Ecco perché creiamo delle lampade a infrarossi circolari appositamente per i forni rotativi. Vogliamo eliminare quei punti freddi che si creano mentre il prodotto è in fase di cottura.
Il vero segreto del riscaldamento ad alta densità
Utilizziamo vetro di quarzo ad alta potenza, poiché reagisce molto rapidamente. Quando il sistema di controllo ordina all’forno di modificare la temperatura, la lampada a quarzo risponde immediatamente, molto più velocemente rispetto alle vecchie bobine resistenti. Questo permette di regolare la temperatura in pochi secondi. Si ottiene così un livello di controllo molto preciso.

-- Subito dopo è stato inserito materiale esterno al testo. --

use super::node::NodeId;
use super::*;
use log::trace;

impl<T: Ord> RBTree<T> {
    /// Restore the red-black properties after `node` was inserted as a red leaf
    /// below a node that has a parent.
    ///
    /// The only property that can be broken is "no red node has a red child",
    /// between `node` and its parent. Each round either pushes the violation two
    /// levels up (red uncle) or removes it with at most two rotations (black uncle)
    pub(super) fn fix_insert(&mut self, mut node: NodeId) {
        while self.nodes.is_red(self.nodes.parent(node)) {
            let parent = self.nodes.parent(node);
            // A red node is never the root, so the grandparent exists
            let grandparent = self.nodes.parent(parent);
            let parent_side = self.nodes.side_of(parent);
            let uncle = self.nodes.child(grandparent, parent_side.opposite());

            if self.nodes.is_red(uncle) {
                // Red uncle: move the blackness down from the grandparent and
                // continue from there
                trace!("Red uncle below {:?}: recoloring", grandparent);
                self.nodes.set_color(parent, Color::Black);
                self.nodes.set_color(uncle, Color::Black);
                self.nodes.set_color(grandparent, Color::Red);
                node = grandparent;
            } else {
                if self.nodes.side_of(node) != parent_side {
                    // Inner grandchild: straighten the path so that it becomes
                    // an outer one
                    trace!("Inner grandchild {:?}: rotating its parent", node);
                    node = parent;
                    self.rotate(node, parent_side);
                }

                // Outer grandchild
                trace!("Outer grandchild {:?}: rotating its grandparent", node);
                let parent = self.nodes.parent(node);
                let grandparent = self.nodes.parent(parent);
                self.nodes.set_color(parent, Color::Black);
                self.nodes.set_color(grandparent, Color::Red);
                self.rotate(grandparent, parent_side.opposite());
            }

            if node == self.root {
                break;
            }
        }

        let root = self.root;
        self.nodes.set_color(root, Color::Black);
    }
}
use super::node::{NodeId, NIL};
use super::*;
use std::fmt;

/// A broken red-black tree property, as reported by `RBTree::validate`
#[derive(Debug, Clone, Copy, PartialEq, Eq)]
pub enum Violation {
    /// The sentinel lost its black color
    RedSentinel,
    /// The root is red
    RedRoot,
    /// A red node at this depth has a red child
    RedChildOfRed { depth: usize },
    /// Two subtrees of the node at this depth have different black heights
    UnbalancedBlackHeight {
        depth: usize,
        left: usize,
        right: usize,
    },
    /// A key at this depth is outside of the range allowed by its ancestors
    OutOfOrder { depth: usize },
    /// A child at this depth does not point back to its parent
    BrokenParentLink { depth: usize },
}

impl fmt::Display for Violation {
    fn fmt(&self, f: &mut fmt::Formatter<'_>) -> fmt::Result {
        match self {
            Violation::RedSentinel => write!(f, "the sentinel is red"),
            Violation::RedRoot => write!(f, "the root is red"),
            Violation::RedChildOfRed { depth } => {
                write!(f, "red node at depth {} has a red parent", depth)
            }
            Violation::UnbalancedBlackHeight { depth, left, right } => write!(
                f,
                "node at depth {} has black heights {} (left) and {} (right)",
                depth, left, right
            ),
            Violation::OutOfOrder { depth } => write!(f, "key at depth {} is out of order", depth),
            Violation::BrokenParentLink { depth } => {
                write!(f, "node at depth {} has a wrong parent link", depth)
            }
        }
    }
}

impl std::error::Error for Violation {}

impl<T: Ord> RBTree<T> {
    /// Check every red-black and search tree property, returning the black
    /// height of the tree (black nodes from the root to any leaf, sentinel excluded)
    pub fn validate(&self) -> Result<usize, Violation> {
        if self.nodes.is_red(NIL) {
            return Err(Violation::RedSentinel);
        }
        if self.nodes.is_red(self.root) {
            return Err(Violation::RedRoot);
        }
        if self.root != NIL && self.nodes.parent(self.root) != NIL {
            return Err(Violation::BrokenParentLink { depth: 0 });
        }
        self.validate_subtree(self.root, 0, None, None)
    }

    /// Validate the subtree at `node`, whose keys must be in `[lower, upper]`.
    /// Return its black height
    fn validate_subtree(
        &self,
        node: NodeId,
        depth: usize,
        lower: Option<&T>,
        upper: Option<&T>,
    ) -> Result<usize, Violation> {
        if node == NIL {
            return Ok(0);
        }

        // Equal keys are inserted to the right, but rotations can later move
        // them to the left of each other: both bounds are inclusive
        let key = self.nodes.key(node);
        if lower.map_or(false, |lower| key < lower) || upper.map_or(false, |upper| key > upper) {
            return Err(Violation::OutOfOrder { depth });
        }

        let left = self.nodes.left(node);
        let right = self.nodes.right(node);
        for &child in &[left, right] {
            if child == NIL {
                continue;
            }
            if self.nodes.parent(child) != node {
                return Err(Violation::BrokenParentLink { depth: depth + 1 });
            }
            if self.nodes.is_red(node) && self.nodes.is_red(child) {
                return Err(Violation::RedChildOfRed { depth: depth + 1 });
            }
        }

        let left_height = self.validate_subtree(left, depth + 1, lower, Some(key))?;
        let right_height = self.validate_subtree(right, depth + 1, Some(key), upper)?;
        if left_height != right_height {
            return Err(Violation::UnbalancedBlackHeight {
                depth,
                left: left_height,
                right: right_height,
            });
        }

        Ok(left_height + if self.nodes.is_red(node) { 0 } else { 1 })
    }
}

#[cfg(test)]
mod test {
    use super::*;

    #[test]
    fn valid_trees() {
        assert_eq!(RBTree::<i32>::new().validate(), Ok(0));
        assert_eq!(vec![1].into_iter().collect::<RBTree<_>>().validate(), Ok(1));
        assert_eq!((0..7).collect::<RBTree<_>>().validate(), Ok(2));
    }

    #[test]
    fn rotated_duplicates() {
        // The second 7 becomes the root, with the first one on its left
        let tree: RBTree<i32> = vec![7, 7, 7].into_iter().collect();
        assert_eq!(*tree.nodes.key(tree.nodes.left(tree.root)), 7);
        assert_eq!(tree.validate(), Ok(1));

        let tree: RBTree<i32> = vec![1, 3, 7, 0, 8, 5, 8, 9].into_iter().collect();
        assert!(tree.validate().is_ok());
    }

    #[test]
    fn out_of_order() {
        // 1 -> (0, 3 -> (2, 4)), with both subtrees of the root swapped
        let mut tree: RBTree<i32> = (0..5).collect();
        let root = tree.root;
        let left = tree.nodes.left(root);
        let right = tree.nodes.right(root);
        tree.nodes.set_child(root, Side::Left, right);
        tree.nodes.set_child(root, Side::Right, left);
        assert_eq!(tree.validate(), Err(Violation::OutOfOrder { depth: 1 }));
    }

    #[test]
    fn red_root() {
        let mut tree: RBTree<i32> = (0..7).collect();
        let root = tree.root;
        tree.nodes.set_color(root, Color::Red);
        assert_eq!(tree.validate(), Err(Violation::RedRoot));
    }

    #[test]
    fn red_child_of_red() {
        // 1 -> (0, 3 -> (2, 4)), with 2 and 4 red
        let mut tree: RBTree<i32> = (0..5).collect();
        let right = tree.nodes.right(tree.root);
        assert!(!tree.nodes.is_red(right));
        tree.nodes.set_color(right, Color::Red);
        assert_eq!(tree.validate(), Err(Violation::RedChildOfRed { depth: 2 }));
    }

    #[test]
    fn unbalanced_black_height() {
        let mut tree: RBTree<i32> = (0..5).collect();
        let left = tree.nodes.left(tree.root);
        tree.nodes.set_color(left, Color::Red);
        assert_eq!(
            tree.validate(),
            Err(Violation::UnbalancedBlackHeight {
                depth: 0,
                left: 0,
                right: 1
            })
        );
    }

    #[test]
    fn rotation_breaks_colors_not_order() {
        let mut tree: RBTree<i32> = (0..5).collect();
        let root = tree.root;
        tree.rotate_right(root);
        let err = tree.validate().unwrap_err();
        assert_ne!(err, Violation::OutOfOrder { depth: 0 });
        assert_eq!(tree.iter().cloned().collect::<Vec<_>>(), vec![0, 1, 2, 3, 4]);
    }

    #[test]
    fn broken_parent_link() {
        let mut tree: RBTree<i32> = (0..5).collect();
        let root = tree.root;
        let left = tree.nodes.left(root);
        let right = tree.nodes.right(root);
        tree.nodes.set_parent(left, right);
        assert_eq!(
            tree.validate(),
            Err(Violation::BrokenParentLink { depth: 1 })
        );
    }

    #[test]
    fn display() {
        assert_eq!(Violation::RedRoot.to_string(), "the root is red");
        assert_eq!(
            Violation::UnbalancedBlackHeight {
                depth: 3,
                left: 1,
                right: 2
            }
            .to_string(),
            "node at depth 3 has black heights 1 (left) and 2 (right)"
        );
    }
}
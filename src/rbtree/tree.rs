use super::node::{NodeId, NodeStore, NIL};
use super::*;
use crate::Operation;
use log::debug;
use std::fmt;

/// A red-black tree holding a multiset of keys.
///
/// Nodes live in an arena and refer to each other by index, with slot 0 acting
/// as the black sentinel for every leaf. Equal keys are never merged nor
/// rejected: they are routed to the right subtree and counted individually by
/// every traversal.
///
/// Removing keys is not supported.
#[derive(Clone)]
pub struct RBTree<T: Ord> {
    pub(super) nodes: NodeStore<T>,
    pub(super) root: NodeId,
}

impl<T: Ord> RBTree<T> {
    /// Create a new empty tree
    pub fn new() -> Self {
        RBTree::with_capacity(0)
    }

    /// Create a new empty tree with room for `capacity` keys before reallocating
    pub fn with_capacity(capacity: usize) -> Self {
        RBTree {
            nodes: NodeStore::with_capacity(capacity),
            root: NIL,
        }
    }

    /// Insert a new key into the tree.
    /// Keys equal to an existing one are placed in its right subtree
    pub fn insert(&mut self, key: T) {
        // Find the parent of the new node by a plain binary search descent
        let mut parent = NIL;
        let mut side = Side::Left;
        let mut current = self.root;
        while current != NIL {
            parent = current;
            side = if key < *self.nodes.key(current) {
                Side::Left
            } else {
                Side::Right
            };
            current = self.nodes.child(current, side);
        }

        let node = self.nodes.push(key);
        self.nodes.set_parent(node, parent);
        if parent == NIL {
            // First node: a lone black root is always valid
            self.root = node;
            self.nodes.set_color(node, Color::Black);
            debug!("Inserted the root of a new tree");
            return;
        }
        self.nodes.set_child(parent, side, node);

        // A red child of the (black) root breaks nothing
        if self.nodes.parent(parent) != NIL {
            self.fix_insert(node);
        }
        debug!("Inserted node #{}", self.nodes.len());
    }

    /// Return the total number of keys in the tree, counting duplicates
    pub fn len(&self) -> usize {
        self.nodes.len()
    }

    pub fn is_empty(&self) -> bool {
        self.root == NIL
    }

    /// Return whether at least one key equal to `key` is present
    pub fn contains(&self, key: &T) -> bool {
        let mut current = self.root;
        while current != NIL {
            let current_key = self.nodes.key(current);
            if *key == *current_key {
                return true;
            }
            current = if *key < *current_key {
                self.nodes.left(current)
            } else {
                self.nodes.right(current)
            };
        }
        false
    }

    /// Return the smallest key, if any
    pub fn min(&self) -> Option<&T> {
        self.extreme(Side::Left)
    }

    /// Return the largest key, if any
    pub fn max(&self) -> Option<&T> {
        self.extreme(Side::Right)
    }

    /// Number of nodes on the longest path from the root to a leaf.
    /// An empty tree has height 0
    pub fn height(&self) -> usize {
        let mut max_height = 0;
        let mut pending = vec![(self.root, 0)];
        while let Some((node, depth)) = pending.pop() {
            if node == NIL {
                max_height = max_height.max(depth);
            } else {
                pending.push((self.nodes.left(node), depth + 1));
                pending.push((self.nodes.right(node), depth + 1));
            }
        }
        max_height
    }

    /// Number of black nodes on the path from the root to any leaf,
    /// excluding the sentinel. Every path has the same count
    pub fn black_height(&self) -> usize {
        let mut black_height = 0;
        let mut node = self.root;
        while node != NIL {
            if !self.nodes.is_red(node) {
                black_height += 1;
            }
            node = self.nodes.left(node);
        }
        black_height
    }

    /// Return a sorted iterator over references to keys in the tree
    pub fn iter(&self) -> TreeIter<T> {
        TreeIter::new(self)
    }

    /// Fold `reduce` over every key in ascending order, starting from `identity`.
    /// An empty tree returns `identity`
    pub fn fold<B, F>(&self, identity: B, reduce: F) -> B
    where
        F: FnMut(B, &T) -> B,
    {
        self.iter().fold(identity, reduce)
    }

    /// Run an aggregation operation over every key in ascending order
    pub fn aggregate<O>(&self) -> O::Output
    where
        T: Clone,
        O: Operation<Item = T>,
    {
        let mut state = O::create();
        for key in self.iter() {
            state.update(key.clone());
        }
        state.finish()
    }

    /// Sum every key.
    /// Overflow behaves as the key type's own addition does: to sum into a wider
    /// type, use `fold` with a wider accumulator
    pub fn sum<'a, S>(&'a self) -> S
    where
        S: std::iter::Sum<&'a T>,
    {
        self.iter().sum()
    }

    fn extreme(&self, side: Side) -> Option<&T> {
        if self.root == NIL {
            return None;
        }
        let mut node = self.root;
        loop {
            let child = self.nodes.child(node, side);
            if child == NIL {
                return Some(self.nodes.key(node));
            }
            node = child;
        }
    }
}

impl<T: Ord> Default for RBTree<T> {
    fn default() -> Self {
        RBTree::new()
    }
}

impl<T: Ord + fmt::Debug> fmt::Debug for RBTree<T> {
    fn fmt(&self, f: &mut fmt::Formatter<'_>) -> fmt::Result {
        f.debug_set().entries(self.iter()).finish()
    }
}

impl<T: Ord> std::iter::FromIterator<T> for RBTree<T> {
    fn from_iter<I: IntoIterator<Item = T>>(iter: I) -> Self {
        let iter = iter.into_iter();
        let mut tree = RBTree::with_capacity(iter.size_hint().0);
        tree.extend(iter);
        tree
    }
}

impl<T: Ord> Extend<T> for RBTree<T> {
    fn extend<I: IntoIterator<Item = T>>(&mut self, iter: I) {
        for key in iter {
            self.insert(key);
        }
    }
}

impl<'a, T: Ord> IntoIterator for &'a RBTree<T> {
    type Item = &'a T;
    type IntoIter = TreeIter<'a, T>;

    fn into_iter(self) -> Self::IntoIter {
        self.iter()
    }
}
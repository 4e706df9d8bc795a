mod scenarios;

use simplelog::{Config, LevelFilter, TestLogger};

/// Route the crate's log output to the test harness.
/// Safe to call from every test: only the first call installs the logger
fn init_logging() {
    let _ = TestLogger::init(LevelFilter::Trace, Config::default());
}
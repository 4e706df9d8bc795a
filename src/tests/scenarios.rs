use super::init_logging;
use crate::rbtree::RBTree;
use crate::sum::SumOperation;
use ordered_float::NotNan;

#[test]
fn five_keys() {
    init_logging();
    let mut tree = RBTree::new();
    for key in vec![10, 20, 30, 15, 25] {
        tree.insert(key);
    }
    assert_eq!(tree.sum::<i32>(), 100);
    assert_eq!(tree.aggregate::<SumOperation<i32>>(), 100);
    assert_eq!(
        tree.iter().cloned().collect::<Vec<_>>(),
        vec![10, 15, 20, 25, 30]
    );
}

#[test]
fn seven_ascending_keys() {
    init_logging();
    let mut tree = RBTree::new();
    for key in 1..=7 {
        tree.insert(key);
        assert!(tree.validate().is_ok(), "after inserting {}", key);
    }
    // At most 3 edges below the root
    assert!(tree.height() <= 4);
    assert_eq!(tree.black_height(), 2);
    assert_eq!(tree.iter().cloned().collect::<Vec<_>>(), (1..=7).collect::<Vec<_>>());
}

#[test]
fn three_duplicates() {
    init_logging();
    let tree: RBTree<i32> = vec![5, 5, 5].into_iter().collect();
    assert_eq!(tree.len(), 3);
    assert_eq!(tree.iter().cloned().collect::<Vec<_>>(), vec![5, 5, 5]);
    assert_eq!(tree.sum::<i32>(), 15);
}

#[test]
fn single_key() {
    init_logging();
    let mut tree = RBTree::new();
    tree.insert(-8);
    assert_eq!(tree.len(), 1);
    assert_eq!(tree.height(), 1);
    assert_eq!(tree.validate(), Ok(1));
    assert_eq!(tree.sum::<i32>(), -8);
}

#[test]
fn min_with_infinite_identity() {
    init_logging();
    let infinity = NotNan::new(std::f64::INFINITY).unwrap();
    let min = |tree: &RBTree<NotNan<f64>>| tree.fold(infinity, |acc, &k| acc.min(k));

    let mut tree = RBTree::new();
    assert_eq!(min(&tree), infinity);

    let key = NotNan::new(3.25).unwrap();
    tree.insert(key);
    assert_eq!(min(&tree), key);
}

#[test]
fn nan_is_rejected_before_insertion() {
    assert!(NotNan::new(std::f64::NAN).is_err());
}
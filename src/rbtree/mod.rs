mod fixup;
mod node;
mod rotate;
mod tree;
mod tree_iter;
mod validate;

pub use tree::RBTree;
pub use tree_iter::TreeIter;
pub use validate::Violation;

// A red-black tree with `n` nodes has height at most `2*log₂(n+1)`, so 128
// levels cover any tree whose size fits in a `usize`
const MAX_HEIGHT: usize = 128;

#[derive(Debug, Copy, Clone, PartialEq, Eq)]
enum Color {
    Red,
    Black,
}

/// Direction of a child relative to its parent.
/// Every fixup case comes in two mirrored flavours, selected by this value
#[derive(Debug, Copy, Clone, PartialEq, Eq)]
enum Side {
    Left,
    Right,
}

impl Side {
    fn opposite(self) -> Side {
        match self {
            Side::Left => Side::Right,
            Side::Right => Side::Left,
        }
    }
}
use std::fmt::{Display, Formatter};

/// An index an entity type asks for.
#[derive(Debug, Clone, PartialEq, Eq, Hash)]
pub enum EntityIndex {
    /// The primary N1QL index of the bucket.
    N1qlPrimary,
    /// A secondary N1QL index over the type marker of the entity.
    N1qlSecondary { name: String },
    /// A view emitting the ids of all documents of the entity type.
    View {
        design_document: String,
        view_name: String,
    },
}

impl EntityIndex {
    pub fn secondary(name: &str) -> Self {
        EntityIndex::N1qlSecondary {
            name: name.to_string(),
        }
    }

    pub fn view(design_document: &str, view_name: &str) -> Self {
        EntityIndex::View {
            design_document: design_document.to_string(),
            view_name: view_name.to_string(),
        }
    }
}

impl Display for EntityIndex {
    fn fmt(&self, f: &mut Formatter<'_>) -> std::fmt::Result {
        match self {
            EntityIndex::N1qlPrimary => write!(f, "primary index"),
            EntityIndex::N1qlSecondary { name } => write!(f, "secondary index {}", name),
            EntityIndex::View {
                design_document,
                view_name,
            } => write!(f, "view {}/{}", design_document, view_name),
        }
    }
}
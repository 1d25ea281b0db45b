use crate::repository::{airline, airline_row, Airline};
use couchmap::errors::ErrorKind;
use couchmap::query::{Consistency, PageRequest, QueryScanConsistency};
use couchmap_int_test::test_util::{cleanup, create_test_context, create_test_context_with, run_test};
use serde_json::json;

#[test]
fn test_repository_crud() {
    run_test(
        || create_test_context(),
        |ctx| {
            let repository = ctx.couchmap().repository::<Airline>()?;
            assert_eq!(repository.entity().name(), "Airline");
            assert_eq!(repository.consistency(), Consistency::ReadYourOwnWrites);

            let cas = repository.save(&airline("airline::1", "Air Nostrum", "Spain"))?;
            assert!(repository.exists_by_id("airline::1")?);

            let found = repository.find_by_id("airline::1")?.unwrap();
            assert_eq!(found.cas, cas);
            assert_eq!(found.country, "Spain");

            let err = repository
                .insert(&airline("airline::1", "Duplicate", "Spain"))
                .unwrap_err();
            assert_eq!(err.kind(), &ErrorKind::DocumentExists);

            repository.delete_by_id("airline::1")?;
            assert!(repository.find_by_id("airline::1")?.is_none());
            Ok(())
        },
        |ctx| cleanup(ctx),
    )
}

#[test]
fn test_find_all_reads_page_and_total() {
    run_test(
        || create_test_context_with(|builder| builder.type_key("_class")),
        |ctx| {
            let repository = ctx.couchmap().repository::<Airline>()?;
            let responder = ctx.responder();
            responder.respond("COUNT(*)", vec![json!({"count": 5})]);
            responder.respond(
                "META(",
                vec![
                    airline_row("airline::3", 3, "Air Austral", "France"),
                    airline_row("airline::4", 4, "Air Corsica", "France"),
                ],
            );

            let page = repository.find_all(PageRequest::new(1, 2)?)?;
            assert_eq!(page.total_elements(), 5);
            assert_eq!(page.total_pages(), 3);
            assert_eq!(page.number_of_elements(), 2);
            assert!(page.has_next());
            assert!(page.has_previous());
            assert_eq!(page.content()[0].id, "airline::3");

            let bucket = ctx.bucket_name();
            let statements = ctx.executed_statements();
            let count = &statements[statements.len() - 2];
            let content = &statements[statements.len() - 1];
            assert_eq!(
                count,
                &format!("SELECT COUNT(*) AS count FROM `{0}` WHERE `_class` = \"Airline\"", bucket)
            );
            assert_eq!(
                content,
                &format!(
                    "SELECT META(`{0}`).id AS _ID, META(`{0}`).cas AS _CAS, `{0}`.* FROM `{0}` WHERE `_class` = \"Airline\" LIMIT 2 OFFSET 2",
                    bucket
                )
            );

            let last = ctx.client().executed_queries().pop().unwrap();
            assert_eq!(last.params().scan_consistency(), QueryScanConsistency::RequestPlus);
            assert!(!last.is_parameterized());
            Ok(())
        },
        |ctx| cleanup(ctx),
    )
}

#[test]
fn test_count_uses_configured_consistency() {
    run_test(
        || create_test_context_with(|builder| builder.consistency(Consistency::EventuallyConsistent)),
        |ctx| {
            let repository = ctx.couchmap().repository::<Airline>()?;
            ctx.responder().respond("COUNT(*)", vec![json!({"count": 7})]);

            assert_eq!(repository.count()?, 7);
            let last = ctx.client().executed_queries().pop().unwrap();
            assert_eq!(last.params().scan_consistency(), QueryScanConsistency::NotBounded);
            assert_eq!(
                last.statement().as_str(),
                format!("SELECT COUNT(*) AS count FROM `{}`", ctx.bucket_name())
            );
            Ok(())
        },
        |ctx| cleanup(ctx),
    )
}

#[test]
fn test_count_without_rows_is_zero() {
    run_test(
        || create_test_context(),
        |ctx| {
            let repository = ctx.couchmap().repository::<Airline>()?;
            assert_eq!(repository.count()?, 0);
            Ok(())
        },
        |ctx| cleanup(ctx),
    )
}

#[test]
fn test_count_without_count_column_is_error() {
    run_test(
        || create_test_context(),
        |ctx| {
            let repository = ctx.couchmap().repository::<Airline>()?;
            ctx.responder().respond("COUNT(*)", vec![json!({"total": 7})]);

            let err = repository.count().err().unwrap();
            assert_eq!(err.kind(), &ErrorKind::QueryError);
            assert!(err.message().contains("SELECT COUNT(*) AS count FROM"));
            Ok(())
        },
        |ctx| cleanup(ctx),
    )
}
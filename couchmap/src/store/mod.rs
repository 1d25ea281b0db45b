//! The store client seam and an in-memory implementation of it.

mod client;
mod memory;

pub use client::*;
pub use memory::*;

Tuttavia, qui è dove spesso sorgono dei problemi: la tensione elettrica. Molti ingegneri trascurano il fatto che la rete elettrica industriale non funziona sempre in modo ideale. Se si vuole erogare 2500 W attraverso un tubo, è necessario utilizzare cavi di giusto calibro. Altrimenti, il sistema potrebbe surriscaldarsi e danneggiarsi. Noi ci occupiamo noi delle configurazioni di tensione necessarie, così non dovete preoccuparvi delle perdite di tensione lungo i cavi.
Assicurarsi che le lampade rimangano fissate al loro posto
Le lampade standard non sono adatte all’ambiente caotico di un forno rotativo. A causa delle vibrazioni continue e dei movimenti meccanici, tendono a muoversi o a rompersi. Abbiamo risolto questo problema utilizzando terminali rinforzati e connettori specifici, in modo che le lampade rimangano sempre fissate al loro posto, indipendentemente dalle vibrazioni dell’macchina.
La vernice utilizzata: il segreto per ottenere la giusta lunghezza d’onda
La vernice utilizzata è fondamentale per determinare la lunghezza d’onda dei raggi infrarossi. Le lampade a onde corte raggiungono immediatamente la superficie del cibo, mentre quelle a onde medie penetrano più in profondità. A seconda dello spessore del cibo, possiamo regolare questa caratteristica, in modo da cuocere il centro del cibo senza bruciarne la superficie.
Cose che non vi dicono…
Il problema è che le lampade ad alta intensità emettono molta calore. Non basta semplicemente collegarle all’elettrodomestico e pensare che tutto vada bene. Se non si progettano correttamente i ventilatori di ventilazione e le prese d’aria, il calore si accumula all’interno del dispositivo. E allora iniziano i problemi: i termocupli non funzionano più correttamente, e la precisione di cottura diminuisce drasticamente. È quindi necessario proteggere i sensori e gli attuatori, altrimenti l’intero sistema crollerà.